▸ **How to complete this task**:
Below are entries. Copy exactly the lines running from the line that holds "let writer = thread::spawn(move" to the line that holds "reply.push(byte[0] as char);", with both ends included.
------ Entries supplied
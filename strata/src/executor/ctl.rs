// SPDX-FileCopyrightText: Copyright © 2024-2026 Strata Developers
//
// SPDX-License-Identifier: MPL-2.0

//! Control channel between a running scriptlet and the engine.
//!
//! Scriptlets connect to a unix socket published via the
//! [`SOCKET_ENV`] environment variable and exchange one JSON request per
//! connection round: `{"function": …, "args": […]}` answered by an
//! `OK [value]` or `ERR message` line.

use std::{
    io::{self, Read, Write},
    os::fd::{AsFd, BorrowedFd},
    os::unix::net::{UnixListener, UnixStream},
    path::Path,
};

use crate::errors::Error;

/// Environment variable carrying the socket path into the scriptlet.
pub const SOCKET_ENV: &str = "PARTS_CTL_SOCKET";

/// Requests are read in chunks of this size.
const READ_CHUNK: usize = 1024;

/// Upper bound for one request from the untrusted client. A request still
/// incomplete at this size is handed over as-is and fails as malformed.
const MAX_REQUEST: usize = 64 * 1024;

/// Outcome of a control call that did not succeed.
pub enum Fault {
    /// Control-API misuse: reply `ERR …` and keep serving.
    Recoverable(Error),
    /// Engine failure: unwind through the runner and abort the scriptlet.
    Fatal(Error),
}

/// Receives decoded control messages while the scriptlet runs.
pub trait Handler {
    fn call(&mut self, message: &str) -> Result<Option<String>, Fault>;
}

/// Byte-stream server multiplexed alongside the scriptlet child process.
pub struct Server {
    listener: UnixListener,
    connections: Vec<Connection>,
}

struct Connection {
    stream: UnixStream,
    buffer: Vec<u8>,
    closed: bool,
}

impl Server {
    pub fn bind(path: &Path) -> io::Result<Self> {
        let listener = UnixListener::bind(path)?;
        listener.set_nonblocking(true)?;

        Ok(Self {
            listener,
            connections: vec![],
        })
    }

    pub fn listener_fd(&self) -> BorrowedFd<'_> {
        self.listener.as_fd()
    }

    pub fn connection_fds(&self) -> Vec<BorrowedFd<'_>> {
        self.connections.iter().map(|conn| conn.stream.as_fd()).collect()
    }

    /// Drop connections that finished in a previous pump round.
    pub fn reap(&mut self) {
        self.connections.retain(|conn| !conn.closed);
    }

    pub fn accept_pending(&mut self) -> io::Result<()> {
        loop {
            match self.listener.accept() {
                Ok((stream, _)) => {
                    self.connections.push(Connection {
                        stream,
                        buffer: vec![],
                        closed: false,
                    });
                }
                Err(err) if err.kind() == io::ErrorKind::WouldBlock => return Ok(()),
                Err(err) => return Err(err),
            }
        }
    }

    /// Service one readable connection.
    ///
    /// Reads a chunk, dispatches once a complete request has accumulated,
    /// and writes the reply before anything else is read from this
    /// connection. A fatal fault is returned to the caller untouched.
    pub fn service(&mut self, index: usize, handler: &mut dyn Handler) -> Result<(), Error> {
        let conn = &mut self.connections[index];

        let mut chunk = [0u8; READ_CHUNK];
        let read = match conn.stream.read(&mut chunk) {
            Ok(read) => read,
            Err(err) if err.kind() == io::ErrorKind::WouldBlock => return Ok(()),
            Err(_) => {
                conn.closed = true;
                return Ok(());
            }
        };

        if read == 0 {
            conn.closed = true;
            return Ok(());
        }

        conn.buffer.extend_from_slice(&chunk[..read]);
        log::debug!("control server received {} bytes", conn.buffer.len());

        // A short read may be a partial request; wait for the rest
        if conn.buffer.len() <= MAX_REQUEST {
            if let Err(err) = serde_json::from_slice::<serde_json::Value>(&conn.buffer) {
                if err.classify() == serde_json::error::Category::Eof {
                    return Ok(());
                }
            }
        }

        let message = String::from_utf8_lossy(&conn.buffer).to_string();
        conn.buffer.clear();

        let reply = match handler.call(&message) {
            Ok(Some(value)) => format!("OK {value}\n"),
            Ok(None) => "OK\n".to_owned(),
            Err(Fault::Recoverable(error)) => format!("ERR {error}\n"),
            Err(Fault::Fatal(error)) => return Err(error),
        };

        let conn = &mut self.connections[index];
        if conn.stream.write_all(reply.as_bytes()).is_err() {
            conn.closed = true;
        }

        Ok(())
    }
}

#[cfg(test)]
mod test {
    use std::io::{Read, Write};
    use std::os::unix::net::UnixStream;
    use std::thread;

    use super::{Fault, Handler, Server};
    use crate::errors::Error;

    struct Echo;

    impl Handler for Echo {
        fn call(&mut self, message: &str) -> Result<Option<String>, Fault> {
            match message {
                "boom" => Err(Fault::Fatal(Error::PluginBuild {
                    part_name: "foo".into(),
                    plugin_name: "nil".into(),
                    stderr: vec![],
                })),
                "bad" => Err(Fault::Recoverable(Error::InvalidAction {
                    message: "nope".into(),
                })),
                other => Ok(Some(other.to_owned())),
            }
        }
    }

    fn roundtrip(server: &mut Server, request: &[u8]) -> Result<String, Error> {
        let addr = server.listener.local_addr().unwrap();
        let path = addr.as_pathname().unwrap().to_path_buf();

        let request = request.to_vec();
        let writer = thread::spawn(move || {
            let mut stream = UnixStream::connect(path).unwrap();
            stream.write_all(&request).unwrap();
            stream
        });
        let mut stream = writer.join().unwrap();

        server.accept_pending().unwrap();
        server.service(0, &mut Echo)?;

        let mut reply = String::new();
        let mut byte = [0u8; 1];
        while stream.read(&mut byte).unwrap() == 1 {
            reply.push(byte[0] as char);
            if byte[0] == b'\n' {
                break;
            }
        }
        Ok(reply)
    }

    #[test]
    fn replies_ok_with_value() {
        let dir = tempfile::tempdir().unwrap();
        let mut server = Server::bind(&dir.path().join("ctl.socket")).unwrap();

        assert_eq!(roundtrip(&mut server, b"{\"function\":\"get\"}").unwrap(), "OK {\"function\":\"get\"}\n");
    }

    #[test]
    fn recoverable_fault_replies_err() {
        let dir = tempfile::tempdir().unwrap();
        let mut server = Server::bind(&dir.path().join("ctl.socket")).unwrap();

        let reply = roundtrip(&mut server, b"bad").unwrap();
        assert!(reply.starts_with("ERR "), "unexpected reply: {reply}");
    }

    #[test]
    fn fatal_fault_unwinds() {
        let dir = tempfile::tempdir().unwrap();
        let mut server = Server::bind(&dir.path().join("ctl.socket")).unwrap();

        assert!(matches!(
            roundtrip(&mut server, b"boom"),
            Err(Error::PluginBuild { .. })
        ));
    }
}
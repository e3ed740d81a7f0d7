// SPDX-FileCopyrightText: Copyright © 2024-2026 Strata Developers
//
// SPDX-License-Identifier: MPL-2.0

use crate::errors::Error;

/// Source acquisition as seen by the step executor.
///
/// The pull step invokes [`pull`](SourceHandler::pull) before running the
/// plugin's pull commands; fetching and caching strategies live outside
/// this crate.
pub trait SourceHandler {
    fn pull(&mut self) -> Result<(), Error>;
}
------------
▸ **Finished task**:
        let writer = thread::spawn(move || {
            let mut stream = UnixStream::connect(path).unwrap();
            stream.write_all(&request).unwrap();
            stream
        });
        let mut stream = writer.join().unwrap();

        server.accept_pending().unwrap();
        server.service(0, &mut Echo)?;

        let mut reply = String::new();
        let mut byte = [0u8; 1];
        while stream.read(&mut byte).unwrap() == 1 {
            reply.push(byte[0] as char);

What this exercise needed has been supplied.